Этой процедуре мне пришлось подвергнуть около двух тысяч черепков и прочих находок. По их форме можно реконструировать изменение методов ведения хозяйства за почти тысячелетнюю историю строительства нурагов. Вначале местные жители были собирателями и скотоводами, а потому пользовались кувшинами для хранения молока и его производных. Позже, когда они открыли для себя земледелие, сосуды изменили форму: теперь в них хранили и шелушили зерно, а на широких и тонких тарелках круглой формы пекли хлеб, как это до сих пор делают в некоторых областях Сардинии. Дно некоторых таких «противней» покрыто искусными надрезами, за время выпекания образующими на поверхности хлеба геометрические узоры.
Это исследование, уже после защиты диплома, натолкнуло меня на целую кучу антропологических текстов о так называемых «примитивных» народах. А благодаря профессору Креберу, отцу превосходнейшей писательницы-фантаста, моей любимой Урсулы К. Ле Гуин (от которого и пошло это «К»!)[348], я узнала много нового об американских индейцах, столь дорогих мне в детстве, когда я рыдала над «Последним из могикан», а мальчишки дразнили меня Сидящим Быком.

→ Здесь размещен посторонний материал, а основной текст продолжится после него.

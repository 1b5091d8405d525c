//! Mock API Resolution Engine
//!
//! Decides whether a simulated HTTP request arriving for a project should be
//! answered with a mocked response, and which one.
//!
//! # Features
//!
//! - **Path Templates**: `/api/users/:id` parameters and trailing `/*` wildcards
//! - **Conditions**: match on path params, query params, headers or JSON body fields
//! - **Ordered Responses**: first matching response wins, with a default fallback
//! - **Environment Modes**: selective, global, whitelist and blacklist policies
//! - **Pluggable Storage**: rules are read through the [`RuleStore`] trait
//!
//! # Example Rule Set
//!
//! ```yaml
//! environments:
//!   - id: staging
//!     project_id: my-app
//!     name: Staging mocks
//!     mode: selective
//!     is_default: true
//!     endpoints:
//!       - id: user-by-id
//!         path: /api/users/:id
//!         method: GET
//!         responses:
//!           - id: user-ok
//!             status_code: 200
//!             is_default: true
//!             body:
//!               name: Ada
//! ```

pub mod condition;
pub mod config;
pub mod matcher;
pub mod model;
pub mod policy;
pub mod request;
pub mod resolver;
pub mod selector;
pub mod store;

pub use config::{ResolverSettings, RuleSetConfig};
pub use request::{MockRequest, MockResult, MockedResponse, Resolution};
pub use resolver::MockResolver;
pub use store::{InMemoryRuleStore, RuleStore, StoreError};
//! Rule storage.
//!
//! The resolver reads rules through [`RuleStore`]; each call returns owned
//! values, so a resolution works on the snapshot it read even if the store
//! changes underneath it.

use crate::config::RuleSetConfig;
use crate::model::{Endpoint, Environment, Method};
use async_trait::async_trait;

/// Errors raised by a rule store backend.
#[derive(Debug, thiserror::Error)]
pub enum StoreError {
    /// The backend could not be reached
    #[error("rule store unavailable: {0}")]
    Unavailable(String),

    /// The backend answered but the query failed
    #[error("rule store query failed: {0}")]
    Query(#[source] Box<dyn std::error::Error + Send + Sync>),
}

/// Read-only access to mock rules.
#[async_trait]
pub trait RuleStore: Send + Sync {
    /// Find the environment to use for a project.
    ///
    /// With an id, the environment must belong to `project_id` and be
    /// enabled. Without one, the project's enabled default environment.
    async fn get_environment(
        &self,
        project_id: &str,
        environment_id: Option<&str>,
    ) -> Result<Option<Environment>, StoreError>;

    /// Enabled endpoints of an environment for one method, with their
    /// responses and conditions, ordered by `order`.
    async fn list_endpoints(
        &self,
        environment_id: &str,
        method: Method,
    ) -> Result<Vec<Endpoint>, StoreError>;
}

/// Rule store held entirely in memory, usually loaded from a rule-set file.
#[derive(Debug, Clone, Default)]
pub struct InMemoryRuleStore {
    environments: Vec<Environment>,
    endpoints: Vec<Endpoint>,
}

impl InMemoryRuleStore {
    pub fn new(environments: Vec<Environment>, endpoints: Vec<Endpoint>) -> Self {
        Self {
            environments,
            endpoints,
        }
    }

    /// Flatten a rule-set configuration, filling in parent ids.
    pub fn from_config(config: &RuleSetConfig) -> Self {
        let mut environments = Vec::with_capacity(config.environments.len());
        let mut endpoints = Vec::new();

        for definition in &config.environments {
            environments.push(definition.environment.clone());

            for endpoint in &definition.endpoints {
                let mut endpoint = endpoint.clone();
                endpoint.environment_id = definition.environment.id.clone();
                for response in &mut endpoint.responses {
                    response.endpoint_id = endpoint.id.clone();
                }
                endpoints.push(endpoint);
            }
        }

        Self::new(environments, endpoints)
    }

    pub fn environments(&self) -> &[Environment] {
        &self.environments
    }

    pub fn endpoints(&self) -> &[Endpoint] {
        &self.endpoints
    }
}

#[async_trait]
impl RuleStore for InMemoryRuleStore {
    async fn get_environment(
        &self,
        project_id: &str,
        environment_id: Option<&str>,
    ) -> Result<Option<Environment>, StoreError> {
        let found = self.environments.iter().find(|env| {
            env.project_id == project_id
                && env.is_enabled
                && match environment_id {
                    Some(id) => env.id == id,
                    None => env.is_default,
                }
        });
        Ok(found.cloned())
    }

    async fn list_endpoints(
        &self,
        environment_id: &str,
        method: Method,
    ) -> Result<Vec<Endpoint>, StoreError> {
        let mut endpoints: Vec<Endpoint> = self
            .endpoints
            .iter()
            .filter(|ep| ep.environment_id == environment_id && ep.is_enabled && ep.method == method)
            .cloned()
            .collect();
        endpoints.sort_by_key(|ep| ep.order);
        Ok(endpoints)
    }
}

Долго ли, коротко ли, но защитить диплом мне все-таки удалось. В те времена у родственников и друзей семьи было принято дарить на защиту подарки внушительные, почти как на свадьбу. Для девушек ими обычно служили украшения, часы, столовое серебро, предметы искусства – в общем, нечто ценное и долговечное. По такому случаю защитившийся обходил самые дорогие магазины города, составляя списки предпочтений. Я тоже подготовила такой список, даже два, но вовсе не в ювелирных мастерских: просто прошерстила два крупнейших в городе книжных магазина и предложила всем, кто пожелал сделать мне подарок, сходить туда и купить то, что мне больше приглянулось. Мой выбор был признан весьма экстравагантным, однако в большинстве своем дарители ему подчинились. Любопытная деталь: крестная, так чутко следившая за тем, что я читала в детстве, этот выбор не приняла. Для нее уважение к традициям оказалось, по-видимому, важнее культуры. Она подарила мне драгоценные антикварные перламутровые четки, которым мне так и не удалось найти применения. Многим книга казалась недостаточно значимым подарком, так что я получала целые библиотеки. У меня дома до сих пор стоят футляры или длинные ряды томов, доставленных в комплекте с роскошными бантами и букетами: «Полное собрание сочинений Вольтера», «Полное собрание сочинений Гете», «Полное собрание сочинений Виктора Гюго», семь томов «В поисках утраченного времени» Пруста, вся серия «Итальянской живописи» издательства «Скира»[349] («Братья Фаббри» только-только закончили рассылать по газетным киоскам своих «Мастеров цвета»[350], но то были дешевые брошюрки, не подходившие для подарка на защиту диплома). В основном это были книги в твердом переплете, крайне тяжелые, и мне вскоре пришлось от них отказаться, поскольку я, вопреки всем прогнозам преподавателей археологии, решила той же осенью перебраться в Милан, где поступила в Высшую школу социальных коммуникаций на факультет киноискусства, хотя у меня не было ни работы, ни жилья, не считая койки в съемной комнате, которую я делила с двумя студентками.
Когда два года спустя я смогла позволить себе поселиться в гордом одиночестве в квартире-студии, то начала потихоньку перевозить свои книги туда, а при последующих переездах забирала их с собой. Сегодня почти все они по-прежнему у меня, за исключением большей части «Книг павлина» и «Оскара», на которые наложили руки мои мать и сестра. Зато они без лишних возражений позволили мне забрать маленькие серые томики BUR.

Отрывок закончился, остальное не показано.